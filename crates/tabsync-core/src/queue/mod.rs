//! Queue module: persisted task records, retry timing, the runner and the engine.

mod engine;
mod record;
mod retry;
mod runner;

pub use engine::{EngineConfig, StepOutcome, TxQueue};
pub use record::QueuedTask;
pub use retry::{Backoff, RetryPolicy};
pub use runner::{RunOutcome, TaskRunner};
//! Retry policy and loop backoff: decide how long to wait after a failure.

use std::time::Duration;

/// Retry policy for failed queue tasks.
///
/// No attempt limit: a task keeps retrying at `max_delay` until it succeeds.
#[derive(Debug, Clone, PartialEq)]
pub struct RetryPolicy {
    /// Base delay the exponent is applied to.
    pub base_delay: Duration,

    /// Backoff multiplier for exponential backoff.
    pub multiplier: f64,

    /// Ceiling for any single delay.
    pub max_delay: Duration,
}

impl RetryPolicy {
    /// 1s base, doubling, capped at 60s.
    pub fn default_v1() -> Self {
        Self {
            base_delay: Duration::from_secs(1),
            multiplier: 2.0,
            max_delay: Duration::from_secs(60),
        }
    }

    /// Delay before the next attempt of a task that has failed `tries` times.
    ///
    /// delay = min(max_delay, base_delay * multiplier^tries)
    ///
    /// With the defaults:
    /// - tries 1: 2s
    /// - tries 2: 4s
    /// - tries 5: 32s
    /// - tries 6+: 60s
    pub fn next_delay(&self, tries: u32) -> Duration {
        let exponent = tries.min(i32::MAX as u32) as i32;
        let delay_secs = self.base_delay.as_secs_f64() * self.multiplier.powi(exponent);
        if !delay_secs.is_finite() || delay_secs >= self.max_delay.as_secs_f64() {
            return self.max_delay;
        }
        Duration::from_secs_f64(delay_secs)
    }
}

impl Default for RetryPolicy {
    fn default() -> Self {
        Self::default_v1()
    }
}

/// Doubling backoff for a polling loop.
///
/// `next()` hands out the current delay and doubles it for the following
/// failure, up to `max`. `reset()` after a success.
#[derive(Debug, Clone)]
pub struct Backoff {
    base: Duration,
    max: Duration,
    current: Duration,
}

impl Backoff {
    pub fn new(base: Duration, max: Duration) -> Self {
        Self {
            base,
            max,
            current: base.min(max),
        }
    }

    pub fn next(&mut self) -> Duration {
        let delay = self.current;
        self.current = self.current.saturating_mul(2).min(self.max);
        delay
    }

    pub fn reset(&mut self) {
        self.current = self.base.min(self.max);
    }

    pub fn current(&self) -> Duration {
        self.current
    }
}
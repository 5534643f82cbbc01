//! IdGenerator port - ID 生成の抽象化
//!
//! タスク ID とドラフトトークンはどちらも ULID（時刻 + 乱数）です。

use crate::domain::ids::{DraftToken, TaskId};
use crate::ports::Clock;
use ulid::Ulid;

pub trait IdGenerator: Send + Sync {
    fn generate_task_id(&self) -> TaskId;

    fn generate_draft_token(&self) -> DraftToken;
}

/// UlidGenerator は Clock の時刻をタイムスタンプ部に使う
pub struct UlidGenerator<C> {
    clock: C,
}

impl<C: Clock> UlidGenerator<C> {
    pub fn new(clock: C) -> Self {
        Self { clock }
    }

    fn next_ulid(&self) -> Ulid {
        let timestamp_ms = self.clock.now().timestamp_millis().max(0) as u64;
        Ulid::from_parts(timestamp_ms, rand::random())
    }
}

impl<C: Clock> IdGenerator for UlidGenerator<C> {
    fn generate_task_id(&self) -> TaskId {
        TaskId::from(self.next_ulid())
    }

    fn generate_draft_token(&self) -> DraftToken {
        DraftToken::from(self.next_ulid())
    }
}
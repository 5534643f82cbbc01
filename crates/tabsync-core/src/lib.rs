//! tabsync-core
//!
//! Offline-tolerant bill editing for the POS client.
//!
//! # モジュール構成
//! - **domain**: ドメインモデル（ids, bill, task, ticket）
//! - **ports**: 抽象化レイヤー（BillApi, KdsApi, TaskStore, Clock, IdGenerator, Connectivity）
//! - **queue**: 送信キュー（QueuedTask, RetryPolicy, TaskRunner, TxQueue）
//! - **cache**: 楽観的に更新される伝票一覧
//! - **app**: アプリケーションロジック（builder, bill_editor, long_poll）
//! - **impls**: 実装（HttpApi, JsonFileTaskStore, InMemoryTaskStore）
//! - **config** / **error** / **observability**: 設定・エラー型・ログ

pub mod app;
pub mod cache;
pub mod config;
pub mod domain;
pub mod error;
pub mod impls;
pub mod observability;
pub mod ports;
pub mod queue;

#[cfg(test)]
mod testing;
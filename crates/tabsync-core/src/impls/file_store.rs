//! JsonFileTaskStore - ファイルに永続化する TaskStore
//!
//! キュー全体を 1 つの JSON 配列として保存します。
//! 書き込みは一時ファイル + rename で、途中で落ちても前の内容が残ります。

use std::fs;
use std::io::ErrorKind;
use std::path::{Path, PathBuf};

use serde_json::Value;
use tracing::warn;

use crate::error::StoreError;
use crate::ports::TaskStore;
use crate::queue::QueuedTask;

/// File name of the persisted queue inside the data directory.
pub const QUEUE_FILE: &str = "txqueue-v1.json";

#[derive(Debug, Clone)]
pub struct JsonFileTaskStore {
    path: PathBuf,
}

impl JsonFileTaskStore {
    pub fn new(path: impl Into<PathBuf>) -> Self {
        Self { path: path.into() }
    }

    /// Store at `<dir>/txqueue-v1.json`.
    pub fn in_dir(dir: impl AsRef<Path>) -> Self {
        Self::new(dir.as_ref().join(QUEUE_FILE))
    }

    pub fn path(&self) -> &Path {
        &self.path
    }

    fn read_entries(&self) -> Option<Vec<Value>> {
        let data = match fs::read_to_string(&self.path) {
            Ok(data) => data,
            Err(err) if err.kind() == ErrorKind::NotFound => return None,
            Err(err) => {
                warn!(path = %self.path.display(), error = %err, "cannot read send queue; starting empty");
                return None;
            }
        };
        match serde_json::from_str(&data) {
            Ok(entries) => Some(entries),
            Err(err) => {
                warn!(path = %self.path.display(), error = %err, "send queue file is corrupt; starting empty");
                None
            }
        }
    }
}

impl TaskStore for JsonFileTaskStore {
    fn load(&self) -> Vec<QueuedTask> {
        let Some(entries) = self.read_entries() else {
            return Vec::new();
        };
        entries
            .into_iter()
            .filter_map(|entry| match serde_json::from_value::<QueuedTask>(entry.clone()) {
                Ok(task) => Some(task),
                Err(err) => {
                    let kind = entry
                        .pointer("/task/kind")
                        .and_then(Value::as_str)
                        .unwrap_or("?");
                    warn!(kind, error = %err, "dropping unreadable queued task");
                    None
                }
            })
            .collect()
    }

    fn save(&self, tasks: &[QueuedTask]) -> Result<(), StoreError> {
        if let Some(dir) = self.path.parent()
            && !dir.as_os_str().is_empty()
        {
            fs::create_dir_all(dir)?;
        }
        let body = serde_json::to_vec(tasks)?;
        let tmp = self.path.with_extension("json.tmp");
        fs::write(&tmp, body)?;
        fs::rename(&tmp, &self.path)?;
        Ok(())
    }
}
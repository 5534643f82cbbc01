//! AppBuilder - 送信キューと周辺コンポーネントのワイヤリング
//!
//! # Fail-fast 設計
//! - 必須コンポーネント（task_store, bill_api）が揃っていなければ build() が失敗する
//! - 時刻・ID 生成・ネットワーク判定は省略時に既定実装を使う

use std::sync::Arc;

use crate::cache::{BillCache, SharedBillCache};
use crate::config::Settings;
use crate::domain::Station;
use crate::error::ApiError;
use crate::impls::{HttpApi, JsonFileTaskStore};
use crate::ports::{
    AlwaysOnline, BillApi, Clock, Connectivity, IdGenerator, KdsApi, OnlineFlag, SystemClock,
    TaskStore, UlidGenerator,
};
use crate::queue::{EngineConfig, TaskRunner, TxQueue};

use super::bill_editor::BillEditor;
use super::long_poll::{LongPollClient, LongPollConfig};

/// AppBuilder は App を構築
///
/// # 使用例
/// ```ignore
/// let app = AppBuilder::new()
///     .task_store(Arc::new(JsonFileTaskStore::in_dir(".tabsync")))
///     .bill_api(api.clone())
///     .kds_api(api)
///     .build()?;
/// ```
pub struct AppBuilder {
    task_store: Option<Arc<dyn TaskStore>>,
    bill_api: Option<Arc<dyn BillApi>>,
    kds_api: Option<Arc<dyn KdsApi>>,
    cache: Option<SharedBillCache>,
    clock: Arc<dyn Clock>,
    ids: Option<Arc<dyn IdGenerator>>,
    connectivity: Arc<dyn Connectivity>,
    engine: EngineConfig,
    long_poll: LongPollConfig,
}

/// BuildError はアプリケーション構築時のエラー
#[derive(Debug, thiserror::Error)]
pub enum BuildError {
    #[error("Missing components: {0:?}. These must be set before build().")]
    MissingComponents(Vec<&'static str>),

    #[error("HTTP client: {0}")]
    Http(#[from] ApiError),
}

impl AppBuilder {
    pub fn new() -> Self {
        Self {
            task_store: None,
            bill_api: None,
            kds_api: None,
            cache: None,
            clock: Arc::new(SystemClock),
            ids: None,
            connectivity: Arc::new(AlwaysOnline),
            engine: EngineConfig::default(),
            long_poll: LongPollConfig::default(),
        }
    }

    /// HTTP API, file store and timings taken from `settings`.
    pub fn from_settings(settings: &Settings) -> Result<Self, BuildError> {
        let online = OnlineFlag::new();
        let api = Arc::new(HttpApi::new(&settings.api, online.clone())?);
        let engine = EngineConfig {
            idle_poll: settings.queue.idle_poll(),
            offline_pause: settings.queue.offline_pause(),
            retry: settings.queue.retry_policy(),
            autostart: true,
        };
        Ok(Self::new()
            .task_store(Arc::new(JsonFileTaskStore::in_dir(&settings.queue.data_dir)))
            .bill_api(api.clone())
            .kds_api(api)
            .connectivity(Arc::new(online))
            .engine(engine)
            .long_poll(LongPollConfig::from(&settings.long_poll)))
    }

    pub fn task_store(mut self, store: Arc<dyn TaskStore>) -> Self {
        self.task_store = Some(store);
        self
    }

    pub fn bill_api(mut self, api: Arc<dyn BillApi>) -> Self {
        self.bill_api = Some(api);
        self
    }

    pub fn kds_api(mut self, api: Arc<dyn KdsApi>) -> Self {
        self.kds_api = Some(api);
        self
    }

    pub fn cache(mut self, cache: SharedBillCache) -> Self {
        self.cache = Some(cache);
        self
    }

    pub fn clock(mut self, clock: Arc<dyn Clock>) -> Self {
        self.clock = clock;
        self
    }

    pub fn id_generator(mut self, ids: Arc<dyn IdGenerator>) -> Self {
        self.ids = Some(ids);
        self
    }

    pub fn connectivity(mut self, connectivity: Arc<dyn Connectivity>) -> Self {
        self.connectivity = connectivity;
        self
    }

    pub fn engine(mut self, engine: EngineConfig) -> Self {
        self.engine = engine;
        self
    }

    pub fn long_poll(mut self, long_poll: LongPollConfig) -> Self {
        self.long_poll = long_poll;
        self
    }

    /// # 検証
    /// - task_store と bill_api が設定されているかチェック
    /// - 不足があれば BuildError::MissingComponents を返す
    pub fn build(self) -> Result<App, BuildError> {
        let mut missing = Vec::new();
        if self.task_store.is_none() {
            missing.push("task_store");
        }
        if self.bill_api.is_none() {
            missing.push("bill_api");
        }
        let (Some(store), Some(api)) = (self.task_store, self.bill_api) else {
            return Err(BuildError::MissingComponents(missing));
        };

        let ids = self
            .ids
            .unwrap_or_else(|| Arc::new(UlidGenerator::new(SystemClock)));
        let cache = self.cache.unwrap_or_else(BillCache::shared);
        let queue = Arc::new(TxQueue::new(
            store,
            TaskRunner::new(api.clone()),
            cache,
            self.clock.clone(),
            ids.clone(),
            self.connectivity,
            self.engine,
        ));
        let editor = BillEditor::new(queue.clone(), api, ids, self.clock);

        Ok(App {
            queue,
            editor,
            kds_api: self.kds_api,
            long_poll: self.long_poll,
        })
    }
}

impl Default for AppBuilder {
    fn default() -> Self {
        Self::new()
    }
}

/// 構築済みのアプリケーション
pub struct App {
    pub queue: Arc<TxQueue>,
    pub editor: BillEditor,
    kds_api: Option<Arc<dyn KdsApi>>,
    long_poll: LongPollConfig,
}

impl App {
    pub fn cache(&self) -> &SharedBillCache {
        self.queue.cache()
    }

    /// Ticket stream for `station`; None when no KDS API was configured.
    pub fn ticket_stream(&self, station: Station) -> Option<LongPollClient> {
        let api = self.kds_api.clone()?;
        Some(LongPollClient::tickets(api, station, self.long_poll.clone()))
    }

    pub fn ready_stream(&self) -> Option<LongPollClient> {
        let api = self.kds_api.clone()?;
        Some(LongPollClient::ready(api, self.long_poll.clone()))
    }
}

#[cfg(test)]
mod tests {
    use super::*;
    use crate::impls::InMemoryTaskStore;
    use crate::testing::{FakeBillApi, FakeKdsApi};

    #[test]
    fn test_build_success() {
        let app = AppBuilder::new()
            .task_store(Arc::new(InMemoryTaskStore::new()))
            .bill_api(Arc::new(FakeBillApi::new()))
            .build();
        assert!(app.is_ok());
    }

    #[test]
    fn test_build_missing_components() {
        let app = AppBuilder::new().build();
        assert!(matches!(
            app,
            Err(BuildError::MissingComponents(missing)) if missing == vec!["task_store", "bill_api"]
        ));

        let app = AppBuilder::new()
            .bill_api(Arc::new(FakeBillApi::new()))
            .build();
        assert!(matches!(
            app,
            Err(BuildError::MissingComponents(missing)) if missing == vec!["task_store"]
        ));
    }

    #[tokio::test]
    async fn test_streams_need_a_kds_api() {
        let without = AppBuilder::new()
            .task_store(Arc::new(InMemoryTaskStore::new()))
            .bill_api(Arc::new(FakeBillApi::new()))
            .build()
            .unwrap();
        assert!(without.ticket_stream(Station::Kitchen).is_none());

        let with = AppBuilder::new()
            .task_store(Arc::new(InMemoryTaskStore::new()))
            .bill_api(Arc::new(FakeBillApi::new()))
            .kds_api(Arc::new(FakeKdsApi::new(vec![])))
            .build()
            .unwrap();
        assert!(with.ready_stream().is_some());
    }

    #[test]
    fn test_from_settings_uses_the_data_dir() {
        let dir = tempfile::tempdir().unwrap();
        let mut settings = Settings::default();
        settings.queue.data_dir = dir.path().to_path_buf();

        let app = AppBuilder::from_settings(&settings).unwrap().build();

        assert!(app.is_ok());
    }
}
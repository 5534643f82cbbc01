//! In-crate fakes for the API ports (test builds only).

use std::collections::{BTreeMap, HashMap, VecDeque};
use std::sync::Mutex;
use std::sync::atomic::{AtomicBool, AtomicU64, Ordering};
use std::time::Duration;

use async_trait::async_trait;
use chrono::Utc;
use serde_json::{Map, Value, json};

use crate::domain::{
    Bill, CastSelection, CustomerRef, NewBill, NewBillItem, PollBatch, Station, TableRef,
    Ticket,
};
use crate::error::ApiError;
use crate::ports::{BillApi, KdsApi};

pub fn bill(id: u64) -> Bill {
    serde_json::from_value(json!({ "id": id })).expect("minimal bill")
}

pub fn ticket(id: u64, state: &str) -> Ticket {
    Ticket {
        id,
        state: state.to_string(),
        extra: Map::new(),
    }
}

pub fn unavailable() -> ApiError {
    ApiError::Status {
        status: 503,
        body: "unavailable".into(),
    }
}

/// Billing backend kept in memory, with per-operation failure injection.
pub struct FakeBillApi {
    bills: Mutex<BTreeMap<u64, Bill>>,
    next_id: AtomicU64,
    failures: Mutex<HashMap<&'static str, u32>>,
    calls: Mutex<Vec<String>>,
}

impl FakeBillApi {
    pub fn new() -> Self {
        Self::with_next_id(1)
    }

    pub fn with_next_id(next_id: u64) -> Self {
        Self {
            bills: Mutex::new(BTreeMap::new()),
            next_id: AtomicU64::new(next_id),
            failures: Mutex::new(HashMap::new()),
            calls: Mutex::new(Vec::new()),
        }
    }

    pub fn insert(&self, id: u64) -> Bill {
        let bill = bill(id);
        self.bills.lock().unwrap().insert(id, bill.clone());
        bill
    }

    pub fn bill(&self, id: u64) -> Option<Bill> {
        self.bills.lock().unwrap().get(&id).cloned()
    }

    /// Make the next `times` calls of `op` fail with a 503.
    pub fn fail_next(&self, op: &'static str, times: u32) {
        self.failures.lock().unwrap().insert(op, times);
    }

    pub fn calls(&self) -> Vec<String> {
        self.calls.lock().unwrap().clone()
    }

    fn enter(&self, op: &'static str, id: Option<u64>) -> Result<(), ApiError> {
        let call = match id {
            Some(id) => format!("{op}:{id}"),
            None => op.to_string(),
        };
        self.calls.lock().unwrap().push(call);

        let mut failures = self.failures.lock().unwrap();
        if let Some(left) = failures.get_mut(op)
            && *left > 0
        {
            *left -= 1;
            return Err(unavailable());
        }
        Ok(())
    }

    fn with_bill<T>(&self, id: u64, f: impl FnOnce(&mut Bill) -> T) -> Result<T, ApiError> {
        let mut bills = self.bills.lock().unwrap();
        let bill = bills.get_mut(&id).ok_or_else(|| ApiError::Status {
            status: 404,
            body: "not found".into(),
        })?;
        Ok(f(bill))
    }
}

#[async_trait]
impl BillApi for FakeBillApi {
    async fn create_bill(&self, new_bill: &NewBill) -> Result<u64, ApiError> {
        self.enter("create_bill", None)?;
        let id = self.next_id.fetch_add(1, Ordering::SeqCst);
        let mut created = bill(id);
        created.set_table(new_bill.table_id);
        created.memo = new_bill.memo.clone();
        created.opened_at = new_bill.opened_at;
        created.expected_out = new_bill.expected_out;
        self.bills.lock().unwrap().insert(id, created);
        Ok(id)
    }

    async fn patch_bill(&self, id: u64, fields: &Map<String, Value>) -> Result<(), ApiError> {
        self.enter("patch_bill", Some(id))?;
        self.with_bill(id, |bill| bill.apply_fields(fields))?
            .map_err(ApiError::Decode)
    }

    async fn update_customers(&self, id: u64, customer_ids: &[u64]) -> Result<(), ApiError> {
        self.enter("update_customers", Some(id))?;
        self.with_bill(id, |bill| {
            bill.customers = customer_ids.iter().copied().map(CustomerRef::Id).collect();
        })
    }

    async fn update_casts(&self, id: u64, casts: &CastSelection) -> Result<Bill, ApiError> {
        self.enter("update_casts", Some(id))?;
        self.with_bill(id, |bill| {
            bill.apply_casts(casts, Utc::now());
            bill.clone()
        })
    }

    async fn add_item(&self, id: u64, item: &NewBillItem) -> Result<(), ApiError> {
        self.enter("add_item", Some(id))?;
        self.with_bill(id, |bill| {
            let mut line = crate::domain::BillItem::from(item);
            line.id = Some(bill.items.len() as u64 + 1);
            bill.items.push(line);
        })
    }

    async fn update_table(&self, id: u64, table_id: Option<u64>) -> Result<(), ApiError> {
        self.enter("update_table", Some(id))?;
        self.with_bill(id, |bill| {
            bill.table = table_id.map(|id| TableRef {
                id,
                extra: Map::new(),
            });
        })
    }

    async fn delete_bill(&self, id: u64) -> Result<(), ApiError> {
        self.enter("delete_bill", Some(id))?;
        self.bills.lock().unwrap().remove(&id);
        Ok(())
    }

    async fn close_bill(&self, id: u64, settled_total: Option<i64>) -> Result<(), ApiError> {
        self.enter("close_bill", Some(id))?;
        self.with_bill(id, |bill| {
            bill.closed_at = Some(Utc::now());
            if let Some(total) = settled_total {
                bill.extra.insert("settled_total".into(), json!(total));
            }
        })
    }

    async fn fetch_bill(&self, id: u64) -> Result<Bill, ApiError> {
        self.enter("fetch_bill", Some(id))?;
        self.with_bill(id, |bill| bill.clone())
    }

    async fn fetch_bills(&self) -> Result<Vec<Bill>, ApiError> {
        self.enter("fetch_bills", None)?;
        Ok(self.bills.lock().unwrap().values().cloned().collect())
    }
}

/// One long-poll request as the fake saw it.
#[derive(Debug, Clone, Copy)]
pub struct PollRequest {
    pub at: tokio::time::Instant,
    pub since_id: u64,
    pub wait: Duration,
}

/// KDS backend that replays a script of poll results.
///
/// Once the script runs out, polls hang until cancelled.
pub struct FakeKdsApi {
    snapshot: Mutex<Vec<Ticket>>,
    snapshot_fails: AtomicBool,
    script: Mutex<VecDeque<Result<PollBatch<Ticket>, ApiError>>>,
    requests: Mutex<Vec<PollRequest>>,
}

impl FakeKdsApi {
    pub fn new(snapshot: Vec<Ticket>) -> Self {
        Self {
            snapshot: Mutex::new(snapshot),
            snapshot_fails: AtomicBool::new(false),
            script: Mutex::new(VecDeque::new()),
            requests: Mutex::new(Vec::new()),
        }
    }

    pub fn fail_snapshot(&self) {
        self.snapshot_fails.store(true, Ordering::SeqCst);
    }

    pub fn push(&self, result: Result<PollBatch<Ticket>, ApiError>) {
        self.script.lock().unwrap().push_back(result);
    }

    pub fn requests(&self) -> Vec<PollRequest> {
        self.requests.lock().unwrap().clone()
    }

    fn take_snapshot(&self) -> Result<Vec<Ticket>, ApiError> {
        if self.snapshot_fails.load(Ordering::SeqCst) {
            return Err(unavailable());
        }
        Ok(self.snapshot.lock().unwrap().clone())
    }

    async fn next(&self, since_id: u64, wait: Duration) -> Result<PollBatch<Ticket>, ApiError> {
        self.requests.lock().unwrap().push(PollRequest {
            at: tokio::time::Instant::now(),
            since_id,
            wait,
        });
        let scripted = self.script.lock().unwrap().pop_front();
        match scripted {
            Some(result) => result,
            None => std::future::pending().await,
        }
    }
}

#[async_trait]
impl KdsApi for FakeKdsApi {
    async fn list_tickets(&self, _station: Station) -> Result<Vec<Ticket>, ApiError> {
        self.take_snapshot()
    }

    async fn long_poll_tickets(
        &self,
        _station: Station,
        since_id: u64,
        wait: Duration,
    ) -> Result<PollBatch<Ticket>, ApiError> {
        self.next(since_id, wait).await
    }

    async fn ready_list(&self) -> Result<Vec<Ticket>, ApiError> {
        self.take_snapshot()
    }

    async fn long_poll_ready(
        &self,
        since_id: u64,
        wait: Duration,
    ) -> Result<PollBatch<Ticket>, ApiError> {
        self.next(since_id, wait).await
    }
}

________________________________________

### HOW TO COMPLETE THIS TASK
Give back, verbatim, the lines from the top of the entries above through the line containing "tries 6+: 60s".

### EXERCISE RESPONSE
filename crates/tabsync-core/src/queue/mod.rs
//! Queue module: persisted task records, retry timing, the runner and the engine.

mod engine;
mod record;
mod retry;
mod runner;

pub use engine::{EngineConfig, StepOutcome, TxQueue};
pub use record::QueuedTask;
pub use retry::{Backoff, RetryPolicy};
pub use runner::{RunOutcome, TaskRunner};
//! Retry policy and loop backoff: decide how long to wait after a failure.

use std::time::Duration;

/// Retry policy for failed queue tasks.
///
/// No attempt limit: a task keeps retrying at `max_delay` until it succeeds.
#[derive(Debug, Clone, PartialEq)]
pub struct RetryPolicy {
    /// Base delay the exponent is applied to.
    pub base_delay: Duration,

    /// Backoff multiplier for exponential backoff.
    pub multiplier: f64,

    /// Ceiling for any single delay.
    pub max_delay: Duration,
}

impl RetryPolicy {
    /// 1s base, doubling, capped at 60s.
    pub fn default_v1() -> Self {
        Self {
            base_delay: Duration::from_secs(1),
            multiplier: 2.0,
            max_delay: Duration::from_secs(60),
        }
    }

    /// Delay before the next attempt of a task that has failed `tries` times.
    ///
    /// delay = min(max_delay, base_delay * multiplier^tries)
    ///
    /// With the defaults:
    /// - tries 1: 2s
    /// - tries 2: 4s
    /// - tries 5: 32s
    /// - tries 6+: 60s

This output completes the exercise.